She scoffs, the underlying bitterness still present, Omega's influence increasing the intensity of her anger. "There you go, being selfish again."

"If living in the constant fear that my own weakness is going to kill the only person I love most then fine, I'm fucking selfish and you're a fucking bitch! I'm sorry I wasn't born some goddamn Adonis and I'm sorry you got stuck with me of all people"—he throws his hands up—"and if I'm such a big fucking mistake why don't you just leave?"

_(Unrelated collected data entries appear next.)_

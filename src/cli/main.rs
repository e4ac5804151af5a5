//! Command-line interface entry point for `CampusAnalytics`

mod args;
mod commands;

use args::{Cli, Command};
use campus_analytics::config::Config;
use clap::Parser;
use logger::{enable_debug, enable_verbose, info, init_file_logging, set_level, Level};

fn main() {
    let args = Cli::parse();

    // Load configuration once at startup and apply CLI overrides to it
    let mut config = Config::load();
    let defaults = Config::from_defaults();
    config.apply_overrides(&args.to_config_overrides());

    // Effective runtime log level: CLI flag overrides config; otherwise use
    // config logging.level; fallback warn
    let effective_level = args
        .log_level
        .map(std::convert::Into::into)
        .or_else(|| parse_level(&config.logging.level))
        .unwrap_or(Level::Warn);

    let mut level = effective_level;
    if args.debug_flag || level == Level::Debug {
        level = Level::Debug;
        enable_debug();
    }

    // Verbose: enable if CLI flag OR config has verbose=true
    let verbose = args.verbose || config.logging.verbose;
    if verbose {
        enable_verbose();
    }
    set_level(level);

    // Initialize file logging: CLI flag wins, otherwise use config logging.file if set
    let config_log_path: Option<std::path::PathBuf> = if config.logging.file.is_empty() {
        None
    } else {
        Some(std::path::PathBuf::from(&config.logging.file))
    };

    if let Some(log_path) = args.log_file.as_ref().or(config_log_path.as_ref()) {
        let display_path = log_path.to_string_lossy();
        if init_file_logging(log_path) {
            if verbose {
                eprintln!("✓ File logging initialized at: {display_path}");
            } else {
                info!("File logging initialized at: {display_path}");
            }
        } else {
            eprintln!("✗ Failed to initialize file logging at: {display_path}");
        }
    }

    // Handle subcommands
    match args.command {
        Command::Config { subcommand } => {
            commands::config::run(subcommand, &mut config, &defaults);
        }
        Command::Grades {
            input_file,
            semester,
            profile,
            report,
            output,
            csv,
        } => {
            commands::grades::run(
                &input_file,
                semester.as_deref(),
                profile.as_deref(),
                report.as_deref(),
                output.as_deref(),
                csv.as_deref(),
                &config,
            );
        }
        Command::Registration {
            input_file,
            select,
            term,
        } => {
            commands::registration::run(&input_file, &select, term.as_deref());
        }
    }
}

fn parse_level(val: &str) -> Option<Level> {
    match val.to_ascii_lowercase().as_str() {
        "error" => Some(Level::Error),
        "warn" => Some(Level::Warn),
        "info" => Some(Level::Info),
        "debug" => Some(Level::Debug),
        _ => None,
    }
}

"Because you couldn't handle it!"

"Goddammit, Tex!" He sounds so broken and tired and exasperated, but her tension amounts further until she's beyond understanding, beyond feeling remorse. "You know what? Fuck it, then I'll leave."

"Fine."

"Fine!"

"Fine!"

The following lapse of silence is almost deafening. She anticipates his next snappy remarks, glaring at him intently as he gyrates to gaze off into the distance, into a sunrise silhouetted inanimately against the sky. "Maybe you're right," he says suddenly, doesn't raise his voice or sound genuinely angry at all. "You're better off without me. At least this way I know that you won't get killed."

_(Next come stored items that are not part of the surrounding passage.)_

//! Login-scoped session state
//!
//! The portal keeps no global session singleton. Whoever needs the
//! signed-in student receives a [`SessionContext`] created at login and
//! dropped at logout. [`FetchSequencer`] guards the apply side of
//! asynchronous fetches: when the user switches terms faster than the
//! network answers, a stale response must never overwrite a newer one.
//! All of this runs on the single-threaded event loop, so plain `&mut`
//! state is enough.

use crate::core::models::StudentProfile;

/// Explicit session context created at login and torn down at logout
#[derive(Debug, Clone)]
pub struct SessionContext {
    student: StudentProfile,
}

impl SessionContext {
    /// Initialize the context with the freshly fetched profile
    #[must_use]
    pub const fn init(student: StudentProfile) -> Self {
        Self { student }
    }

    /// The signed-in student
    #[must_use]
    pub const fn student(&self) -> &StudentProfile {
        &self.student
    }

    /// Tear the session down, discarding the profile
    pub fn teardown(self) {
        drop(self);
    }
}

/// Ticket identifying one in-flight fetch
#[derive(Debug, Clone, Copy, PartialEq, Eq)]
pub struct FetchTicket(u64);

/// Orders fetch results so only the freshest one is applied
///
/// `begin` issues a monotonically increasing ticket per fetch; `accept`
/// answers whether a resolved fetch may still be applied. A result is
/// discarded exactly when a fetch issued later has already completed.
#[derive(Debug, Default)]
pub struct FetchSequencer {
    issued: u64,
    completed: u64,
}

impl FetchSequencer {
    /// Create a sequencer with no fetches issued
    #[must_use]
    pub const fn new() -> Self {
        Self {
            issued: 0,
            completed: 0,
        }
    }

    /// Register a new fetch and return its ticket
    pub fn begin(&mut self) -> FetchTicket {
        self.issued += 1;
        FetchTicket(self.issued)
    }

    /// Decide whether the result of `ticket` should be applied
    ///
    /// Returns `false` when a newer fetch already completed (the result is
    /// stale and must be discarded). Otherwise marks the ticket completed
    /// and returns `true`.
    pub fn accept(&mut self, ticket: FetchTicket) -> bool {
        if ticket.0 <= self.completed {
            return false;
        }
        self.completed = ticket.0;
        true
    }
}

#[cfg(test)]
mod tests {
    use super::*;
    use crate::core::models::Role;

    fn profile() -> StudentProfile {
        StudentProfile {
            id: "s-1".to_string(),
            name: "Asha Verma".to_string(),
            email: "asha@example.edu".to_string(),
            role: Role::Student,
            roll_number: "2021101".to_string(),
            program: "B.Tech CSE".to_string(),
            cgpa: 8.71,
            credits_completed: 96,
            is_active: true,
        }
    }

    #[test]
    fn context_exposes_the_profile_until_teardown() {
        let context = SessionContext::init(profile());
        assert_eq!(context.student().roll_number, "2021101");
        context.teardown();
    }

    #[test]
    fn in_order_results_are_all_applied() {
        let mut sequencer = FetchSequencer::new();
        let first = sequencer.begin();
        let second = sequencer.begin();

        assert!(sequencer.accept(first));
        assert!(sequencer.accept(second));
    }

    #[test]
    fn stale_result_after_newer_completion_is_discarded() {
        let mut sequencer = FetchSequencer::new();
        let stale = sequencer.begin();
        let fresh = sequencer.begin();

        // The newer fetch resolves first; the older one must be dropped.
        assert!(sequencer.accept(fresh));
        assert!(!sequencer.accept(stale));
    }

    #[test]
    fn a_ticket_is_applied_at_most_once() {
        let mut sequencer = FetchSequencer::new();
        let ticket = sequencer.begin();
        assert!(sequencer.accept(ticket));
        assert!(!sequencer.accept(ticket));
    }
}
//! Report format implementations
//!
//! Provides exporters for the supported report formats: Markdown and HTML.

pub mod html;
pub mod markdown;

pub use html::HtmlReporter;
pub use markdown::MarkdownReporter;

use std::fmt;
use std::str::FromStr;

/// Supported report formats
#[derive(Debug, Clone, Copy, PartialEq, Eq)]
pub enum ReportFormat {
    /// Markdown, renders well in GitHub and editors
    Markdown,
    /// Self-contained HTML, suitable for printing
    Html,
}

impl ReportFormat {
    /// Get the file extension for this format
    #[must_use]
    pub const fn extension(&self) -> &'static str {
        match self {
            Self::Markdown => "md",
            Self::Html => "html",
        }
    }
}

impl FromStr for ReportFormat {
    type Err = String;

    fn from_str(s: &str) -> Result<Self, Self::Err> {
        match s.to_lowercase().as_str() {
            "md" | "markdown" => Ok(Self::Markdown),
            "html" | "htm" => Ok(Self::Html),
            _ => Err(format!("Unknown report format: {s}")),
        }
    }
}

impl fmt::Display for ReportFormat {
    fn fmt(&self, f: &mut fmt::Formatter<'_>) -> fmt::Result {
        match self {
            Self::Markdown => write!(f, "markdown"),
            Self::Html => write!(f, "html"),
        }
    }
}

#[cfg(test)]
mod tests {
    use super::*;

    #[test]
    fn parses_aliases() {
        assert_eq!("md".parse::<ReportFormat>(), Ok(ReportFormat::Markdown));
        assert_eq!(
            "Markdown".parse::<ReportFormat>(),
            Ok(ReportFormat::Markdown)
        );
        assert_eq!("HTML".parse::<ReportFormat>(), Ok(ReportFormat::Html));
        assert!("pdf".parse::<ReportFormat>().is_err());
    }

    #[test]
    fn extensions() {
        assert_eq!(ReportFormat::Markdown.extension(), "md");
        assert_eq!(ReportFormat::Html.extension(), "html");
    }
}
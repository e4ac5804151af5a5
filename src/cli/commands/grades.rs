//! Grades command handler
//!
//! Loads an exported grades JSON file, prints the GPA summary and
//! SGPA/CGPA trend, and optionally writes a transcript report or a trend
//! CSV.

use std::fs;
use std::path::{Path, PathBuf};
use std::str::FromStr;

use logger::{error, info, warn};

use campus_analytics::config::Config;
use campus_analytics::core::academics::{
    cgpa_discrepancy, filter_semester, semester_gpa, trend_to_csv, AcademicSummary,
};
use campus_analytics::core::ingest::parse_grades;
use campus_analytics::core::models::{GradeRecord, Semester, StudentProfile};
use campus_analytics::core::report::{
    HtmlReporter, MarkdownReporter, ReportContext, ReportFormat, ReportGenerator,
};

/// Run the grades command.
///
/// # Arguments
/// * `input_file` - Path to the grades JSON export
/// * `semester` - Optional semester label to focus the GPA figure on
/// * `profile` - Optional student profile JSON for CGPA comparison
/// * `report` - Optional report format (md, html)
/// * `output` - Optional report output path
/// * `csv` - Optional trend CSV output path
/// * `config` - Configuration containing the default reports directory
pub fn run(
    input_file: &Path,
    semester: Option<&str>,
    profile: Option<&Path>,
    report: Option<&str>,
    output: Option<&Path>,
    csv: Option<&Path>,
    config: &Config,
) {
    if let Err(err) = execute(input_file, semester, profile, report, output, csv, config) {
        error!("Grades analysis failed for {}: {err}", input_file.display());
        eprintln!("{err}");
    }
}

fn execute(
    input_file: &Path,
    semester: Option<&str>,
    profile: Option<&Path>,
    report: Option<&str>,
    output: Option<&Path>,
    csv: Option<&Path>,
    config: &Config,
) -> Result<(), String> {
    let records = load_records(input_file)?;
    info!(
        "Loaded {} grade records from {}",
        records.len(),
        input_file.display()
    );

    let student = profile.map(load_profile).transpose()?;
    let summary = AcademicSummary::from_records(&records);

    print_summary(&records, &summary, semester, student.as_ref())?;

    if let Some(student) = &student {
        if let Some(discrepancy) = cgpa_discrepancy(student, &records) {
            // The institutional value stays the displayed record; the
            // computed value is a derived metric. Just surface the drift.
            warn!(
                "Profile CGPA {:.2} differs from computed CGPA {:.2}",
                discrepancy.recorded, discrepancy.computed
            );
        }
    }

    if let Some(csv_path) = csv {
        fs::write(csv_path, trend_to_csv(&summary.trend))
            .map_err(|e| format!("✗ Failed to write {}: {e}", csv_path.display()))?;
        println!("✓ Trend CSV written: {}", csv_path.display());
    }

    if let Some(format_str) = report {
        let report_path = generate_report(
            input_file,
            output,
            format_str,
            student.as_ref(),
            &summary,
            &records,
            config,
        )?;
        println!("✓ Report generated: {}", report_path.display());
    }

    Ok(())
}

fn load_records(input_file: &Path) -> Result<Vec<GradeRecord>, String> {
    let json = fs::read_to_string(input_file)
        .map_err(|e| format!("✗ Failed to read {}: {e}", input_file.display()))?;
    parse_grades(&json).map_err(|e| format!("✗ Failed to load {}: {e}", input_file.display()))
}

fn load_profile(path: &Path) -> Result<StudentProfile, String> {
    let json = fs::read_to_string(path)
        .map_err(|e| format!("✗ Failed to read {}: {e}", path.display()))?;
    serde_json::from_str(&json).map_err(|e| format!("✗ Failed to load {}: {e}", path.display()))
}

fn print_summary(
    records: &[GradeRecord],
    summary: &AcademicSummary,
    semester: Option<&str>,
    student: Option<&StudentProfile>,
) -> Result<(), String> {
    println!("\n=== GPA Summary ===\n");

    let displayed_cgpa = student.map_or(summary.overall_cgpa, |s| s.cgpa);
    println!("CGPA:          {displayed_cgpa:.2}");

    if let Some(label) = semester {
        let semester = Semester::from_str(label)?;
        let slice = filter_semester(records, semester);
        println!("SGPA ({semester}): {:.2}", semester_gpa(&slice));
    } else {
        println!("Overall GPA:   {:.2}", semester_gpa(records));
    }
    println!("Core GPA:      {:.2}", summary.core_gpa);
    println!("Elective GPA:  {:.2}", summary.elective_gpa);
    println!("Total credits: {}", summary.total_credits);

    if !summary.trend.is_empty() {
        println!("\n=== SGPA / CGPA Trend ===\n");
        for point in &summary.trend {
            println!(
                "{:<14} SGPA {:>5.2}   CGPA {:>5.2}",
                point.semester.to_string(),
                point.sgpa,
                point.cgpa
            );
        }
    }

    Ok(())
}

fn generate_report(
    input_file: &Path,
    output: Option<&Path>,
    format_str: &str,
    student: Option<&StudentProfile>,
    summary: &AcademicSummary,
    records: &[GradeRecord],
    config: &Config,
) -> Result<PathBuf, String> {
    let format = ReportFormat::from_str(format_str)?;

    let output_path = match output {
        Some(path) => path.to_path_buf(),
        None => {
            let reports_dir = PathBuf::from(&config.paths.reports_dir);
            fs::create_dir_all(&reports_dir).map_err(|e| {
                format!(
                    "✗ Failed to create reports directory {}: {e}",
                    reports_dir.display()
                )
            })?;
            let stem = input_file
                .file_stem()
                .map_or_else(|| "transcript".to_string(), |s| s.to_string_lossy().to_string());
            reports_dir.join(format!("{stem}.{}", format.extension()))
        }
    };

    let ctx = ReportContext::new(student, summary, records);
    let generator: Box<dyn ReportGenerator> = match format {
        ReportFormat::Markdown => Box::new(MarkdownReporter::new()),
        ReportFormat::Html => Box::new(HtmlReporter::new()),
    };

    generator
        .generate(&ctx, &output_path)
        .map_err(|e| format!("✗ Failed to write {}: {e}", output_path.display()))?;

    info!("Report written to {}", output_path.display());
    Ok(output_path)
}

He tromps off into the forest, disappears around the flat of a rising plateau.

Omega thinks he could use this opportunity to provoke Tex further, maybe get them elsewhere and leave the Alpha far behind where he will never risk merging into the supreme being again, but he almost sympathizes with her sudden guilt and chooses to remain quiet.

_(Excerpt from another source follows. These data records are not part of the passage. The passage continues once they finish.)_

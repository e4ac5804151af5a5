//! Student profile model

use serde::{Deserialize, Serialize};
use std::fmt;

/// Portal role of the signed-in user
#[derive(Debug, Clone, Copy, PartialEq, Eq, Serialize, Deserialize)]
#[serde(rename_all = "lowercase")]
pub enum Role {
    /// Enrolled student
    Student,
    /// Faculty member
    Faculty,
    /// Administrative staff
    Admin,
}

impl fmt::Display for Role {
    fn fmt(&self, f: &mut fmt::Formatter<'_>) -> fmt::Result {
        match self {
            Self::Student => write!(f, "student"),
            Self::Faculty => write!(f, "faculty"),
            Self::Admin => write!(f, "admin"),
        }
    }
}

/// The authoritative student record delivered by the profile source
///
/// The `cgpa` field is the institutional value and may legitimately differ
/// from the CGPA computed out of grade records (the registrar can apply
/// non-grade adjustments); see `academics::cgpa_discrepancy`.
#[derive(Debug, Clone, PartialEq, Serialize, Deserialize)]
#[serde(rename_all = "camelCase")]
pub struct StudentProfile {
    /// Stable student identifier
    pub id: String,
    /// Full name
    pub name: String,
    /// Institute e-mail address
    pub email: String,
    /// Portal role
    pub role: Role,
    /// Roll number (e.g., "2021101")
    pub roll_number: String,
    /// Enrolled program (e.g., "B.Tech CSE")
    pub program: String,
    /// Cumulative GPA as recorded by the registrar
    pub cgpa: f64,
    /// Credits completed so far
    pub credits_completed: u32,
    /// Whether the enrollment is active
    pub is_active: bool,
}
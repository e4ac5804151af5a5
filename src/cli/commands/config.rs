//! Config command handler

use crate::args::ConfigSubcommand;
use campus_analytics::config::Config;
use std::io::{self, Write};

/// Dispatch config subcommands
pub fn run(subcommand: Option<ConfigSubcommand>, config: &mut Config, defaults: &Config) {
    match subcommand {
        None => handle_config_get(config, None),
        Some(ConfigSubcommand::Get { key }) => handle_config_get(config, key),
        Some(ConfigSubcommand::Set { key, value }) => handle_config_set(config, &key, &value),
        Some(ConfigSubcommand::Unset { key }) => handle_config_unset(config, defaults, &key),
        Some(ConfigSubcommand::Reset) => handle_config_reset(),
    }
}

/// Handle the config get subcommand
pub fn handle_config_get(config: &Config, key: Option<String>) {
    if let Some(k) = key {
        match config.get(&k) {
            Some(value) => println!("{value}"),
            None => eprintln!("Unknown config key: '{k}'"),
        }
    } else {
        println!("\n=== Configuration ===\n");
        print!("{config}");
    }
}

/// Handle the config set subcommand
pub fn handle_config_set(config: &mut Config, key: &str, value: &str) {
    if let Err(e) = config.set(key, value) {
        eprintln!("{e}");
        std::process::exit(1);
    }

    if let Err(e) = config.save() {
        eprintln!("Failed to save config: {e}");
        std::process::exit(1);
    }

    println!("✓ Set {key} = {value}");
}

/// Handle the config unset subcommand
pub fn handle_config_unset(config: &mut Config, defaults: &Config, key: &str) {
    if let Err(e) = config.unset(key, defaults) {
        eprintln!("{e}");
        std::process::exit(1);
    }

    if let Err(e) = config.save() {
        eprintln!("Failed to save config: {e}");
        std::process::exit(1);
    }

    println!("✓ Reset {key} to default");
}

/// Handle the config reset subcommand
pub fn handle_config_reset() {
    if !Config::get_config_file_path().exists() {
        println!("✓ Config is already at defaults");
        return;
    }

    // Ask for confirmation
    print!("Are you sure you want to reset config to defaults? (y/n): ");
    io::stdout().flush().ok();

    let mut response = String::new();
    io::stdin().read_line(&mut response).ok();

    if response.trim().eq_ignore_ascii_case("y") || response.trim().eq_ignore_ascii_case("yes") {
        if let Err(e) = Config::reset() {
            eprintln!("Failed to remove config file: {e}");
            std::process::exit(1);
        }
        println!("✓ Config reset to defaults");
    } else {
        println!("✗ Reset cancelled");
    }
}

Tex broils in anger for what feels like hours (and it could have been hours, time lacks meaning when she's consumed in blinding apathy) before she finally treks after him, following the trail of bullet holes in trees and broken sticks scattered along the ground. Finds him sitting on a fallen log, basking in the ambient sunlight streaming through the canopy, his helmet discarded in a patch of moss.

"You love me," she begins hesitantly, referring to his slip during the heated exchange.

"I hate fighting with you."

He isn't looking at her as he speaks. She sets her rifle against the broken roots of the tree, moves over to stand off to his side, her hands gently clasp either side of his face. His beard is a bristled shadow, eclipsing the heavy ache in his eyes. "I know," is all she replies with, stroking the arch of his cheek.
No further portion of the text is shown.